Task statement:
In the data below, one line contains "scheme => Err(SurveyError::InvalidConfigValueError" and a later one contains "Err(e) => Err(SurveyError::InvalidConfigValueError". Print both, with every line between them, exactly and alone.

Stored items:

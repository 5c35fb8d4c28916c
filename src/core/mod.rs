pub mod engine;
pub mod layout_fees;
pub mod parcel_fees;
pub mod parser;
pub mod polygon;
pub mod projection;
pub mod quota;
pub mod zoning;

pub use crate::domain::model::{FeeResult, LayoutQuote, Parcel, Schedule};
pub use crate::domain::ports::{QuotaStore, ReverseGeocoder, ZoneLookup};
pub use crate::utils::error::Result;
use crate::utils::error::{Result, SurveyError};
use url::Url;

pub trait Validate {
    fn validate(&self) -> Result<()>;
}

pub fn validate_url(field_name: &str, url_str: &str) -> Result<()> {
    if url_str.is_empty() {
        return Err(SurveyError::InvalidConfigValueError {
            field: field_name.to_string(),
            value: url_str.to_string(),
            reason: "URL cannot be empty".to_string(),
        });
    }

    match Url::parse(url_str) {
        Ok(url) => match url.scheme() {
            "http" | "https" => Ok(()),
            scheme => Err(SurveyError::InvalidConfigValueError {
                field: field_name.to_string(),
                value: url_str.to_string(),
                reason: format!("Unsupported URL scheme: {}", scheme),
            }),
        },
        Err(e) => Err(SurveyError::InvalidConfigValueError {
            field: field_name.to_string(),
            value: url_str.to_string(),
            reason: format!("Invalid URL format: {}", e),
        }),
    }
}

pub fn validate_path(field_name: &str, path: &str) -> Result<()> {
    if path.is_empty() {
        return Err(SurveyError::InvalidConfigValueError {
            field: field_name.to_string(),
            value: path.to_string(),
            reason: "Path cannot be empty".to_string(),
        });
    }

    if path.contains('\0') {
        return Err(SurveyError::InvalidConfigValueError {
            field: field_name.to_string(),
            value: path.to_string(),
            reason: "Path contains null bytes".to_string(),
        });
    }

    Ok(())
}

/// Parse an area parameter as supplied to the fee query endpoints.
pub fn parse_area(value: &str) -> Result<f64> {
    let parsed: f64 = value
        .trim()
        .parse()
        .map_err(|_| SurveyError::InvalidArea {
            value: value.to_string(),
        })?;
    if !parsed.is_finite() || parsed < 0.0 {
        return Err(SurveyError::InvalidArea {
            value: value.to_string(),
        });
    }
    Ok(parsed)
}

/// Parse a plot-count parameter, enforcing the minimum meaningful value.
pub fn parse_plot_count(value: &str, minimum: u32) -> Result<u32> {
    let parsed: u32 = value
        .trim()
        .parse()
        .map_err(|_| SurveyError::InvalidPlotCount {
            value: value.to_string(),
            minimum,
        })?;
    if parsed < minimum {
        return Err(SurveyError::InvalidPlotCount {
            value: value.to_string(),
            minimum,
        });
    }
    Ok(parsed)
}

#[cfg(test)]
mod tests {
    use super::*;

    #[test]
    fn test_validate_url() {
        assert!(validate_url("zoning_endpoint", "https://example.com").is_ok());
        assert!(validate_url("zoning_endpoint", "http://example.com").is_ok());
        assert!(validate_url("zoning_endpoint", "").is_err());
        assert!(validate_url("zoning_endpoint", "invalid-url").is_err());
        assert!(validate_url("zoning_endpoint", "ftp://example.com").is_err());
    }

    #[test]
    fn test_parse_area() {
        assert_eq!(parse_area("237000").unwrap(), 237000.0);
        assert_eq!(parse_area(" 1250.5 ").unwrap(), 1250.5);
        assert!(parse_area("-1").is_err());
        assert!(parse_area("NaN").is_err());
        assert!(parse_area("twelve").is_err());
        assert!(parse_area("").is_err());
    }

    #[test]
    fn test_parse_plot_count() {
        assert_eq!(parse_plot_count("2", 2).unwrap(), 2);
        assert_eq!(parse_plot_count("150", 2).unwrap(), 150);
        assert!(parse_plot_count("1", 2).is_err());
        assert!(parse_plot_count("0", 2).is_err());
        assert!(parse_plot_count("-3", 2).is_err());
        assert!(parse_plot_count("4.5", 2).is_err());
    }
}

Your solution:
            scheme => Err(SurveyError::InvalidConfigValueError {
                field: field_name.to_string(),
                value: url_str.to_string(),
                reason: format!("Unsupported URL scheme: {}", scheme),
            }),
        },
        Err(e) => Err(SurveyError::InvalidConfigValueError {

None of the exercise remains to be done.